▶ [WORK REQUIRED]: Below are entries; print them exactly from the first line through the one containing "let mode = use_state(||".

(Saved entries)
Start of Block

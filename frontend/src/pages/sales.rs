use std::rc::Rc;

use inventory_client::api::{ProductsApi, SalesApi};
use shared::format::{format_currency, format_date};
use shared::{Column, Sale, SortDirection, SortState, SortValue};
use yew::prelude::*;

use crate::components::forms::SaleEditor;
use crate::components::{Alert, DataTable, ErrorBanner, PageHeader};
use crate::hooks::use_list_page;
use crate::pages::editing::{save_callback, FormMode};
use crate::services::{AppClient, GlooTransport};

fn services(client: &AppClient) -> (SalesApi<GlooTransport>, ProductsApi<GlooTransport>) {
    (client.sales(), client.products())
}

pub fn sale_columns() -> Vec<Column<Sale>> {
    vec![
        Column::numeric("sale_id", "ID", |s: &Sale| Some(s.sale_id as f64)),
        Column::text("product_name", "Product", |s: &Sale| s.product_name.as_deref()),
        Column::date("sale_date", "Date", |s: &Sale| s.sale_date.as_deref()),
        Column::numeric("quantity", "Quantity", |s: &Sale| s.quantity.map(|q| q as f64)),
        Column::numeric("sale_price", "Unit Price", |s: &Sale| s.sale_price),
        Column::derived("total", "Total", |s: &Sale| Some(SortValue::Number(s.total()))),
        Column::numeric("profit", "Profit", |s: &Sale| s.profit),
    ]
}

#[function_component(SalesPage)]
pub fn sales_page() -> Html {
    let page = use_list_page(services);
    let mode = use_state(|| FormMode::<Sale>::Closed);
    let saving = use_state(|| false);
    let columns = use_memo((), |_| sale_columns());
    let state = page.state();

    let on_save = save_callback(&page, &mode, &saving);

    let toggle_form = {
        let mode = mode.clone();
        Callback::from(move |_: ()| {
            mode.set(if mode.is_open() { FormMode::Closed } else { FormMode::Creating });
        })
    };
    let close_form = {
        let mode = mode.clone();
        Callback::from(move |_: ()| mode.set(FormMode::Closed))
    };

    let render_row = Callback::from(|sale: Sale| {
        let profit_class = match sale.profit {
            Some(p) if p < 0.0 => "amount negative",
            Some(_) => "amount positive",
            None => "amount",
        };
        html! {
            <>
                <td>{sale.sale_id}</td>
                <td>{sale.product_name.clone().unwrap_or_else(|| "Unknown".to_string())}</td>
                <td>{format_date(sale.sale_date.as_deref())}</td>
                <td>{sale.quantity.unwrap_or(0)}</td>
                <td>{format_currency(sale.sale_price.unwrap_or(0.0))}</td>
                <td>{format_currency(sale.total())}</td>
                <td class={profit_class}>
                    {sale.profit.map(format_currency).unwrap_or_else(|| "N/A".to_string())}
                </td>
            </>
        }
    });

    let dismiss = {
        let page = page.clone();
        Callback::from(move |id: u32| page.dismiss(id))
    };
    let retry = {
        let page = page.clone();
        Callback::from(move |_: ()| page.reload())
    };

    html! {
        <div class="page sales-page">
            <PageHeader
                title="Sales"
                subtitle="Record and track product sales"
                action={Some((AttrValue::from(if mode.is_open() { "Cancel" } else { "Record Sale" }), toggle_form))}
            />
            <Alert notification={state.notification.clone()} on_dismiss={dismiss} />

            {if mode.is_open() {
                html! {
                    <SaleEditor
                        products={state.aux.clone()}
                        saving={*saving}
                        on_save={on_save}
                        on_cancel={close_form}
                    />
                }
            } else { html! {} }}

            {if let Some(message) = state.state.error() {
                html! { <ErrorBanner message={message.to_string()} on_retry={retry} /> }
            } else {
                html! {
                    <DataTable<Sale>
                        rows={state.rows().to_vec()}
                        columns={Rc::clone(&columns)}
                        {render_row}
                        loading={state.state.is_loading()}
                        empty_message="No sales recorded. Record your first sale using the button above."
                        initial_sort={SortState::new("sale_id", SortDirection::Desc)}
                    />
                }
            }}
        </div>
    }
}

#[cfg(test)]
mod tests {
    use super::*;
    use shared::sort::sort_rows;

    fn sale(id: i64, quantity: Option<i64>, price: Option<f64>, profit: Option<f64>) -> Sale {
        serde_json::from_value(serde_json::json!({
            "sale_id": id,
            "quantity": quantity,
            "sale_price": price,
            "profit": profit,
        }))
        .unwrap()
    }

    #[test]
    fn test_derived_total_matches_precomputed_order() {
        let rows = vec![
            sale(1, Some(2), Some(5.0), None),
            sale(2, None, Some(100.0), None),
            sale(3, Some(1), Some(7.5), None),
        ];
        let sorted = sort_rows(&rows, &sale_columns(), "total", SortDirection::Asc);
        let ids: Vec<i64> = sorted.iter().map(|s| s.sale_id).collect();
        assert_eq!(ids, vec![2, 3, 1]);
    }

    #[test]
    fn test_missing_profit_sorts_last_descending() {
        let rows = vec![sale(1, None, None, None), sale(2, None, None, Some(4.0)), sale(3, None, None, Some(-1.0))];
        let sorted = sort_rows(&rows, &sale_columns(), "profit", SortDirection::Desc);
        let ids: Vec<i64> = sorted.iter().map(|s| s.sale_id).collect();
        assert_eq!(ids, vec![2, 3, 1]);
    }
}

End of Block

▶ [ANSWER BOX]:
filename frontend/src/pages/sales.rs
use std::rc::Rc;

use inventory_client::api::{ProductsApi, SalesApi};
use shared::format::{format_currency, format_date};
use shared::{Column, Sale, SortDirection, SortState, SortValue};
use yew::prelude::*;

use crate::components::forms::SaleEditor;
use crate::components::{Alert, DataTable, ErrorBanner, PageHeader};
use crate::hooks::use_list_page;
use crate::pages::editing::{save_callback, FormMode};
use crate::services::{AppClient, GlooTransport};

fn services(client: &AppClient) -> (SalesApi<GlooTransport>, ProductsApi<GlooTransport>) {
    (client.sales(), client.products())
}

pub fn sale_columns() -> Vec<Column<Sale>> {
    vec![
        Column::numeric("sale_id", "ID", |s: &Sale| Some(s.sale_id as f64)),
        Column::text("product_name", "Product", |s: &Sale| s.product_name.as_deref()),
        Column::date("sale_date", "Date", |s: &Sale| s.sale_date.as_deref()),
        Column::numeric("quantity", "Quantity", |s: &Sale| s.quantity.map(|q| q as f64)),
        Column::numeric("sale_price", "Unit Price", |s: &Sale| s.sale_price),
        Column::derived("total", "Total", |s: &Sale| Some(SortValue::Number(s.total()))),
        Column::numeric("profit", "Profit", |s: &Sale| s.profit),
    ]
}

#[function_component(SalesPage)]
pub fn sales_page() -> Html {
    let page = use_list_page(services);
    let mode = use_state(|| FormMode::<Sale>::Closed);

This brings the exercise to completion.